*Task to carry out*:
All of the data that follows needs to be printed again, exactly as it reads.
___ Supplied data ___
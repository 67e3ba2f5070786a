use chrono::Utc;
use tracing::{error, info};

use crate::app::App;
use crate::config::{BackupOptions, IamBindings};
use crate::enumerate::{enumerate, is_system_name};
use crate::error::Result;
use crate::iam::EXPORT_ROLES;
use crate::location::{timestamp_token, BackupLocation};
use crate::stats::{self, DbCredentials};
use crate::types::ExportContext;

/// Exports every enumerated instance in turn and returns the database dump locations.
///
/// The first failing instance stops the run; artifacts already written stay in place.
pub async fn run(app: &App, opts: &BackupOptions) -> Result<Vec<String>> {
    let instances = enumerate(
        app.services.admin.as_ref(),
        &opts.project,
        opts.instance.as_deref(),
    )
    .await
    .map_err(|e| {
        error!(error = %e, "Error reading Cloud SQL instances");
        e
    })?;

    let mut backup_paths = Vec::new();
    for (instance, databases) in &instances {
        info!(instance = %instance, "Exporting backup for instance");
        let locations = backup_instance(app, opts, instance.as_str(), databases)
            .await
            .map_err(|e| {
                error!(instance = %instance, error = %e, "Backup of instance failed");
                e
            })?;
        backup_paths.extend(locations);
    }

    info!(backups = ?backup_paths, "Backup complete");
    Ok(backup_paths)
}

async fn backup_instance(
    app: &App,
    opts: &BackupOptions,
    instance: &str,
    databases: &[String],
) -> Result<Vec<String>> {
    let export = export_instance(app, opts, instance, databases);
    if opts.iam_bindings == IamBindings::None {
        return export.await;
    }

    let member = app.instance_member(&opts.project, instance).await?;
    let grantor = app.grantor();
    if opts.iam_bindings == IamBindings::Temporary {
        return grantor
            .temporary(&opts.bucket, &member, &EXPORT_ROLES, &EXPORT_ROLES)
            .run(export)
            .await;
    }
    grantor.grant_all(&opts.bucket, &EXPORT_ROLES, &member).await?;
    export.await
}

async fn export_instance(
    app: &App,
    opts: &BackupOptions,
    instance: &str,
    databases: &[String],
) -> Result<Vec<String>> {
    let location = BackupLocation::new(
        &opts.bucket,
        instance,
        &timestamp_token(Utc::now()),
        opts.compression,
    );

    let users = export_users(app, opts, &location).await?;
    info!(instance, users = ?users, "Exported Cloud SQL users");

    if let Some(credentials) = &opts.stats {
        export_statistics(app, &location, databases, credentials).await?;
    }

    export_databases(app, opts, &location, databases).await
}

/// Writes the non-system user names of the instance, one per line.
async fn export_users(
    app: &App,
    opts: &BackupOptions,
    location: &BackupLocation,
) -> Result<Vec<String>> {
    let target = location.user_location();
    info!(instance = %location.instance, location = %target, "Exporting users for instance");

    let users: Vec<String> = app
        .services
        .admin
        .list_users(&opts.project, &location.instance)
        .await?
        .into_iter()
        .map(|u| u.name)
        .filter(|name| !is_system_name(name))
        .collect();

    let contents: String = users.iter().map(|name| format!("{name}\n")).collect();
    app.services
        .blobs
        .write_object(&location.bucket, &target, contents.into_bytes())
        .await?;
    Ok(users)
}

async fn export_statistics(
    app: &App,
    location: &BackupLocation,
    databases: &[String],
    credentials: &DbCredentials,
) -> Result<()> {
    for database in databases {
        let collected = app
            .services
            .stats
            .collect(&location.instance, database, credentials)
            .await?;

        let target = location.stats_location(database);
        info!(instance = %location.instance, database = %database, location = %target, "Exporting statistics for database");
        app.services
            .blobs
            .write_object(&location.bucket, &target, stats::encode(&collected)?)
            .await?;
    }
    Ok(())
}

async fn export_databases(
    app: &App,
    opts: &BackupOptions,
    location: &BackupLocation,
    databases: &[String],
) -> Result<Vec<String>> {
    let waiter = app.waiter(&opts.project);
    let mut locations = Vec::with_capacity(databases.len());

    for database in databases {
        let uri = location.database_location(database);
        info!(database = %database, instance = %location.instance, location = %uri, "Exporting database for instance");

        let operation = app
            .services
            .admin
            .export(
                &opts.project,
                &location.instance,
                &ExportContext::sql(database, &uri),
            )
            .await?;
        waiter.wait(&operation).await?;
        locations.push(uri);
    }
    Ok(locations)
}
___
*Answer section*:
repository 67e3ba2f5070786a
use chrono::Utc;
use tracing::{error, info};

use crate::app::App;
use crate::config::{BackupOptions, IamBindings};
use crate::enumerate::{enumerate, is_system_name};
use crate::error::Result;
use crate::iam::EXPORT_ROLES;
use crate::location::{timestamp_token, BackupLocation};
use crate::stats::{self, DbCredentials};
use crate::types::ExportContext;

/// Exports every enumerated instance in turn and returns the database dump locations.
///
/// The first failing instance stops the run; artifacts already written stay in place.
pub async fn run(app: &App, opts: &BackupOptions) -> Result<Vec<String>> {
    let instances = enumerate(
        app.services.admin.as_ref(),
        &opts.project,
        opts.instance.as_deref(),
    )
    .await
    .map_err(|e| {
        error!(error = %e, "Error reading Cloud SQL instances");
        e
    })?;

    let mut backup_paths = Vec::new();
    for (instance, databases) in &instances {
        info!(instance = %instance, "Exporting backup for instance");
        let locations = backup_instance(app, opts, instance.as_str(), databases)
            .await
            .map_err(|e| {
                error!(instance = %instance, error = %e, "Backup of instance failed");
                e
            })?;
        backup_paths.extend(locations);
    }

    info!(backups = ?backup_paths, "Backup complete");
    Ok(backup_paths)
}

async fn backup_instance(
    app: &App,
    opts: &BackupOptions,
    instance: &str,
    databases: &[String],
) -> Result<Vec<String>> {
    let export = export_instance(app, opts, instance, databases);
    if opts.iam_bindings == IamBindings::None {
        return export.await;
    }

    let member = app.instance_member(&opts.project, instance).await?;
    let grantor = app.grantor();
    if opts.iam_bindings == IamBindings::Temporary {
        return grantor
            .temporary(&opts.bucket, &member, &EXPORT_ROLES, &EXPORT_ROLES)
            .run(export)
            .await;
    }
    grantor.grant_all(&opts.bucket, &EXPORT_ROLES, &member).await?;
    export.await
}

async fn export_instance(
    app: &App,
    opts: &BackupOptions,
    instance: &str,
    databases: &[String],
) -> Result<Vec<String>> {
    let location = BackupLocation::new(
        &opts.bucket,
        instance,
        &timestamp_token(Utc::now()),
        opts.compression,
    );

    let users = export_users(app, opts, &location).await?;
    info!(instance, users = ?users, "Exported Cloud SQL users");

    if let Some(credentials) = &opts.stats {
        export_statistics(app, &location, databases, credentials).await?;
    }

    export_databases(app, opts, &location, databases).await
}

/// Writes the non-system user names of the instance, one per line.
async fn export_users(
    app: &App,
    opts: &BackupOptions,
    location: &BackupLocation,
) -> Result<Vec<String>> {
    let target = location.user_location();
    info!(instance = %location.instance, location = %target, "Exporting users for instance");

    let users: Vec<String> = app
        .services
        .admin
        .list_users(&opts.project, &location.instance)
        .await?
        .into_iter()
        .map(|u| u.name)
        .filter(|name| !is_system_name(name))
        .collect();

    let contents: String = users.iter().map(|name| format!("{name}\n")).collect();
    app.services
        .blobs
        .write_object(&location.bucket, &target, contents.into_bytes())
        .await?;
    Ok(users)
}

async fn export_statistics(
    app: &App,
    location: &BackupLocation,
    databases: &[String],
    credentials: &DbCredentials,
) -> Result<()> {
    for database in databases {
        let collected = app
            .services
            .stats
            .collect(&location.instance, database, credentials)
            .await?;

        let target = location.stats_location(database);
        info!(instance = %location.instance, database = %database, location = %target, "Exporting statistics for database");
        app.services
            .blobs
            .write_object(&location.bucket, &target, stats::encode(&collected)?)
            .await?;
    }
    Ok(())
}

async fn export_databases(
    app: &App,
    opts: &BackupOptions,
    location: &BackupLocation,
    databases: &[String],
) -> Result<Vec<String>> {
    let waiter = app.waiter(&opts.project);
    let mut locations = Vec::with_capacity(databases.len());

    for database in databases {
        let uri = location.database_location(database);
        info!(database = %database, instance = %location.instance, location = %uri, "Exporting database for instance");

        let operation = app
            .services
            .admin
            .export(
                &opts.project,
                &location.instance,
                &ExportContext::sql(database, &uri),
            )
            .await?;
        waiter.wait(&operation).await?;
        locations.push(uri);
    }
    Ok(locations)
}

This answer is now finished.